WHAT TO DO: Each line below should be written out again exactly.

DATA RECORDS:
//! Pagelens main entry point
//!
//! Command-line interface for the single-shot page extractor: one URL in,
//! one JSON record on stdout.

use anyhow::Context;
use clap::Parser;
use pagelens::config::{load_config_with_hash, Config};
use pagelens::scraper::Scraper;
use std::path::PathBuf;
use tracing_subscriber::EnvFilter;

/// Pagelens: single-shot web page extractor
///
/// Fetches one page over HTTP(S) and prints its title, description,
/// headings, links, and images as JSON.
#[derive(Parser, Debug)]
#[command(name = "pagelens")]
#[command(version = "0.1.0")]
#[command(about = "Single-shot web page extractor", long_about = None)]
struct Cli {
    /// URL to scrape (scheme optional, defaults to https)
    #[arg(value_name = "URL")]
    url: String,

    /// Path to TOML configuration file (built-in defaults when omitted)
    #[arg(short, long, value_name = "CONFIG")]
    config: Option<PathBuf>,

    /// Pretty-print the JSON output
    #[arg(long)]
    pretty: bool,

    /// Increase logging verbosity (-v, -vv, -vvv)
    #[arg(short, long, action = clap::ArgAction::Count)]
    verbose: u8,

    /// Suppress non-error output
    #[arg(short, long, conflicts_with = "verbose")]
    quiet: bool,
}

#[tokio::main]
async fn main() -> anyhow::Result<()> {
    let cli = Cli::parse();

    // Setup logging based on verbosity
    setup_logging(cli.verbose, cli.quiet);

    // Load configuration, or run with the built-in defaults
    let config = match &cli.config {
        Some(path) => {
            tracing::info!("Loading configuration from: {}", path.display());
            let (config, hash) = load_config_with_hash(path)
                .with_context(|| format!("failed to load configuration from {}", path.display()))?;
            tracing::info!("Configuration loaded successfully (hash: {})", hash);
            config
        }
        None => Config::default(),
    };

    let scraper = Scraper::new(config).context("failed to build scraper")?;

    match scraper.scrape(&cli.url).await {
        Ok(result) => {
            let json = if cli.pretty {
                serde_json::to_string_pretty(&result)?
            } else {
                serde_json::to_string(&result)?
            };
            println!("{}", json);
            Ok(())
        }
        Err(e) => {
            tracing::error!("Scrape failed ({} {}): {}", e.status_code(), e.kind(), e);
            Err(e.into())
        }
    }
}

/// Sets up the logging/tracing subscriber based on verbosity level
fn setup_logging(verbose: u8, quiet: bool) {
    let filter = if quiet {
        // Only show errors
        EnvFilter::new("error")
    } else {
        match verbose {
            0 => EnvFilter::new("pagelens=info,warn"),
            1 => EnvFilter::new("pagelens=debug,info"),
            2 => EnvFilter::new("pagelens=trace,debug"),
            _ => EnvFilter::new("trace"),
        }
    };

    tracing_subscriber::fmt()
        .with_env_filter(filter)
        .with_target(false)
        .with_thread_ids(false)
        .with_file(false)
        .init();
}
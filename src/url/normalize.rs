use crate::ScrapeError;
use url::Url;

/// Normalizes a raw, untrusted URL string into an absolute HTTP(S) URL
///
/// # Normalization Steps
///
/// 1. Reject empty (or whitespace-only) input
/// 2. Parse the string as an absolute URL
/// 3. If parsing fails, or the result is not HTTP(S) with a host, retry with
///    an `https://` prefix (covers scheme-less input like `example.com`)
/// 4. Reject if both attempts fail
///
/// This stage is pure and synchronous; no network access occurs here.
/// Downstream stages never receive a scheme-less or unparsable URL.
///
/// # Arguments
///
/// * `raw` - The URL string as supplied by the caller
///
/// # Returns
///
/// * `Ok(Url)` - Canonical absolute URL with scheme and host
/// * `Err(ScrapeError::InvalidInput)` - Empty or unparsable input
///
/// # Examples
///
/// ```
/// use pagelens::url::normalize_url;
///
/// let url = normalize_url("example.com").unwrap();
/// assert_eq!(url.as_str(), "https://example.com/");
/// ```
pub fn normalize_url(raw: &str) -> Result<Url, ScrapeError> {
    let raw = raw.trim();

    // Step 1: Reject empty input before touching the parser
    if raw.is_empty() {
        return Err(ScrapeError::InvalidInput("URL is required".to_string()));
    }

    // Step 2: Parse as-is
    if let Ok(url) = Url::parse(raw) {
        if is_http(&url) {
            return Ok(url);
        }
    }

    // Step 3: Assume a missing scheme and default to https. Only input that
    // does not already name a scheme is rescued; this also covers
    // "example.com:8080", which the first attempt parses with "example.com"
    // as the scheme.
    if !raw.contains("://") {
        let prefixed = format!("https://{}", raw);
        if let Ok(url) = Url::parse(&prefixed) {
            if is_http(&url) {
                return Ok(url);
            }
        }
    }

    Err(ScrapeError::InvalidInput(format!(
        "Cannot parse URL: {}",
        raw
    )))
}

/// Checks that a parsed URL is usable for an HTTP(S) fetch
fn is_http(url: &Url) -> bool {
    (url.scheme() == "http" || url.scheme() == "https") && url.has_host()
}
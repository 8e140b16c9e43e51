use crate::config::types::{Config, FetchConfig, LimitsConfig};
use crate::ConfigError;

/// Validates the entire configuration
pub fn validate(config: &Config) -> Result<(), ConfigError> {
    validate_fetch_config(&config.fetch)?;
    validate_limits_config(&config.limits)?;
    Ok(())
}

/// Validates fetch configuration
fn validate_fetch_config(config: &FetchConfig) -> Result<(), ConfigError> {
    if config.timeout_ms < 100 || config.timeout_ms > 300_000 {
        return Err(ConfigError::Validation(format!(
            "timeout-ms must be between 100 and 300000, got {}",
            config.timeout_ms
        )));
    }

    if config.max_body_bytes < 1024 {
        return Err(ConfigError::Validation(format!(
            "max-body-bytes must be >= 1024, got {}",
            config.max_body_bytes
        )));
    }

    if config.max_redirects > 20 {
        return Err(ConfigError::Validation(format!(
            "max-redirects must be <= 20, got {}",
            config.max_redirects
        )));
    }

    if config.user_agent.trim().is_empty() {
        return Err(ConfigError::Validation(
            "user-agent cannot be empty".to_string(),
        ));
    }

    Ok(())
}

/// Validates output limit configuration
fn validate_limits_config(config: &LimitsConfig) -> Result<(), ConfigError> {
    for (name, value) in [
        ("max-headings", config.max_headings),
        ("max-links", config.max_links),
        ("max-images", config.max_images),
    ] {
        if value < 1 || value > 1000 {
            return Err(ConfigError::Validation(format!(
                "{} must be between 1 and 1000, got {}",
                name, value
            )));
        }
    }

    Ok(())
}

#[cfg(test)]
mod tests {
    use super::*;

    #[test]
    fn test_default_config_is_valid() {
        assert!(validate(&Config::default()).is_ok());
    }

    #[test]
    fn test_timeout_too_small() {
        let mut config = Config::default();
        config.fetch.timeout_ms = 50;
        assert!(matches!(
            validate(&config).unwrap_err(),
            ConfigError::Validation(_)
        ));
    }

    #[test]
    fn test_timeout_too_large() {
        let mut config = Config::default();
        config.fetch.timeout_ms = 600_000;
        assert!(validate(&config).is_err());
    }

    #[test]
    fn test_body_cap_too_small() {
        let mut config = Config::default();
        config.fetch.max_body_bytes = 512;
        assert!(validate(&config).is_err());
    }

    #[test]
    fn test_empty_user_agent() {
        let mut config = Config::default();
        config.fetch.user_agent = "   ".to_string();
        assert!(validate(&config).is_err());
    }

    #[test]
    fn test_zero_limit_rejected() {
        let mut config = Config::default();
        config.limits.max_links = 0;
        assert!(validate(&config).is_err());
    }

    #[test]
    fn test_excessive_limit_rejected() {
        let mut config = Config::default();
        config.limits.max_headings = 5000;
        assert!(validate(&config).is_err());
    }

    #[test]
    fn test_excessive_redirects_rejected() {
        let mut config = Config::default();
        config.fetch.max_redirects = 50;
        assert!(validate(&config).is_err());
    }
}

OUTPUT BELOW:
//! Pagelens main entry point
//!
//! Command-line interface for the single-shot page extractor: one URL in,
//! one JSON record on stdout.

use anyhow::Context;
use clap::Parser;
use pagelens::config::{load_config_with_hash, Config};
use pagelens::scraper::Scraper;
use std::path::PathBuf;
use tracing_subscriber::EnvFilter;

/// Pagelens: single-shot web page extractor
///
/// Fetches one page over HTTP(S) and prints its title, description,
/// headings, links, and images as JSON.
#[derive(Parser, Debug)]
#[command(name = "pagelens")]
#[command(version = "0.1.0")]
#[command(about = "Single-shot web page extractor", long_about = None)]
struct Cli {
    /// URL to scrape (scheme optional, defaults to https)
    #[arg(value_name = "URL")]
    url: String,

    /// Path to TOML configuration file (built-in defaults when omitted)
    #[arg(short, long, value_name = "CONFIG")]
    config: Option<PathBuf>,

    /// Pretty-print the JSON output
    #[arg(long)]
    pretty: bool,

    /// Increase logging verbosity (-v, -vv, -vvv)
    #[arg(short, long, action = clap::ArgAction::Count)]
    verbose: u8,

    /// Suppress non-error output
    #[arg(short, long, conflicts_with = "verbose")]
    quiet: bool,
}

#[tokio::main]
async fn main() -> anyhow::Result<()> {
    let cli = Cli::parse();

    // Setup logging based on verbosity
    setup_logging(cli.verbose, cli.quiet);

    // Load configuration, or run with the built-in defaults
    let config = match &cli.config {
        Some(path) => {
            tracing::info!("Loading configuration from: {}", path.display());
            let (config, hash) = load_config_with_hash(path)
                .with_context(|| format!("failed to load configuration from {}", path.display()))?;
            tracing::info!("Configuration loaded successfully (hash: {})", hash);
            config
        }
        None => Config::default(),
    };

    let scraper = Scraper::new(config).context("failed to build scraper")?;

    match scraper.scrape(&cli.url).await {
        Ok(result) => {
            let json = if cli.pretty {
                serde_json::to_string_pretty(&result)?
            } else {
                serde_json::to_string(&result)?
            };
            println!("{}", json);
            Ok(())
        }
        Err(e) => {
            tracing::error!("Scrape failed ({} {}): {}", e.status_code(), e.kind(), e);
            Err(e.into())
        }
    }
}

/// Sets up the logging/tracing subscriber based on verbosity level
fn setup_logging(verbose: u8, quiet: bool) {
    let filter = if quiet {
        // Only show errors
        EnvFilter::new("error")
    } else {
        match verbose {
            0 => EnvFilter::new("pagelens=info,warn"),
            1 => EnvFilter::new("pagelens=debug,info"),
            2 => EnvFilter::new("pagelens=trace,debug"),
            _ => EnvFilter::new("trace"),
        }
    };

    tracing_subscriber::fmt()
        .with_env_filter(filter)
        .with_target(false)
        .with_thread_ids(false)
        .with_file(false)
        .init();
}
filename src/url/normalize.rs
use crate::ScrapeError;
use url::Url;

/// Normalizes a raw, untrusted URL string into an absolute HTTP(S) URL
///
/// # Normalization Steps
///
/// 1. Reject empty (or whitespace-only) input
/// 2. Parse the string as an absolute URL
/// 3. If parsing fails, or the result is not HTTP(S) with a host, retry with
///    an `https://` prefix (covers scheme-less input like `example.com`)
/// 4. Reject if both attempts fail
///
/// This stage is pure and synchronous; no network access occurs here.
/// Downstream stages never receive a scheme-less or unparsable URL.
///
/// # Arguments
///
/// * `raw` - The URL string as supplied by the caller
///
/// # Returns
///
/// * `Ok(Url)` - Canonical absolute URL with scheme and host
/// * `Err(ScrapeError::InvalidInput)` - Empty or unparsable input
///
/// # Examples
///
/// ```
/// use pagelens::url::normalize_url;
///
/// let url = normalize_url("example.com").unwrap();
/// assert_eq!(url.as_str(), "https://example.com/");
/// ```
pub fn normalize_url(raw: &str) -> Result<Url, ScrapeError> {
    let raw = raw.trim();

    // Step 1: Reject empty input before touching the parser
    if raw.is_empty() {
        return Err(ScrapeError::InvalidInput("URL is required".to_string()));
    }

    // Step 2: Parse as-is
    if let Ok(url) = Url::parse(raw) {
        if is_http(&url) {
            return Ok(url);
        }
    }

    // Step 3: Assume a missing scheme and default to https. Only input that
    // does not already name a scheme is rescued; this also covers
    // "example.com:8080", which the first attempt parses with "example.com"
    // as the scheme.
    if !raw.contains("://") {
        let prefixed = format!("https://{}", raw);
        if let Ok(url) = Url::parse(&prefixed) {
            if is_http(&url) {
                return Ok(url);
            }
        }
    }

    Err(ScrapeError::InvalidInput(format!(
        "Cannot parse URL: {}",
        raw
    )))
}

/// Checks that a parsed URL is usable for an HTTP(S) fetch
fn is_http(url: &Url) -> bool {
    (url.scheme() == "http" || url.scheme() == "https") && url.has_host()
}
repository 8e140b16c9e43e51
use crate::config::types::{Config, FetchConfig, LimitsConfig};
use crate::ConfigError;

/// Validates the entire configuration
pub fn validate(config: &Config) -> Result<(), ConfigError> {
    validate_fetch_config(&config.fetch)?;
    validate_limits_config(&config.limits)?;
    Ok(())
}

/// Validates fetch configuration
fn validate_fetch_config(config: &FetchConfig) -> Result<(), ConfigError> {
    if config.timeout_ms < 100 || config.timeout_ms > 300_000 {
        return Err(ConfigError::Validation(format!(
            "timeout-ms must be between 100 and 300000, got {}",
            config.timeout_ms
        )));
    }

    if config.max_body_bytes < 1024 {
        return Err(ConfigError::Validation(format!(
            "max-body-bytes must be >= 1024, got {}",
            config.max_body_bytes
        )));
    }

    if config.max_redirects > 20 {
        return Err(ConfigError::Validation(format!(
            "max-redirects must be <= 20, got {}",
            config.max_redirects
        )));
    }

    if config.user_agent.trim().is_empty() {
        return Err(ConfigError::Validation(
            "user-agent cannot be empty".to_string(),
        ));
    }

    Ok(())
}

/// Validates output limit configuration
fn validate_limits_config(config: &LimitsConfig) -> Result<(), ConfigError> {
    for (name, value) in [
        ("max-headings", config.max_headings),
        ("max-links", config.max_links),
        ("max-images", config.max_images),
    ] {
        if value < 1 || value > 1000 {
            return Err(ConfigError::Validation(format!(
                "{} must be between 1 and 1000, got {}",
                name, value
            )));
        }
    }

    Ok(())
}

#[cfg(test)]
mod tests {
    use super::*;

    #[test]
    fn test_default_config_is_valid() {
        assert!(validate(&Config::default()).is_ok());
    }

    #[test]
    fn test_timeout_too_small() {
        let mut config = Config::default();
        config.fetch.timeout_ms = 50;
        assert!(matches!(
            validate(&config).unwrap_err(),
            ConfigError::Validation(_)
        ));
    }

    #[test]
    fn test_timeout_too_large() {
        let mut config = Config::default();
        config.fetch.timeout_ms = 600_000;
        assert!(validate(&config).is_err());
    }

    #[test]
    fn test_body_cap_too_small() {
        let mut config = Config::default();
        config.fetch.max_body_bytes = 512;
        assert!(validate(&config).is_err());
    }

    #[test]
    fn test_empty_user_agent() {
        let mut config = Config::default();
        config.fetch.user_agent = "   ".to_string();
        assert!(validate(&config).is_err());
    }

    #[test]
    fn test_zero_limit_rejected() {
        let mut config = Config::default();
        config.limits.max_links = 0;
        assert!(validate(&config).is_err());
    }

    #[test]
    fn test_excessive_limit_rejected() {
        let mut config = Config::default();
        config.limits.max_headings = 5000;
        assert!(validate(&config).is_err());
    }

    #[test]
    fn test_excessive_redirects_rejected() {
        let mut config = Config::default();
        config.fetch.max_redirects = 50;
        assert!(validate(&config).is_err());
    }
}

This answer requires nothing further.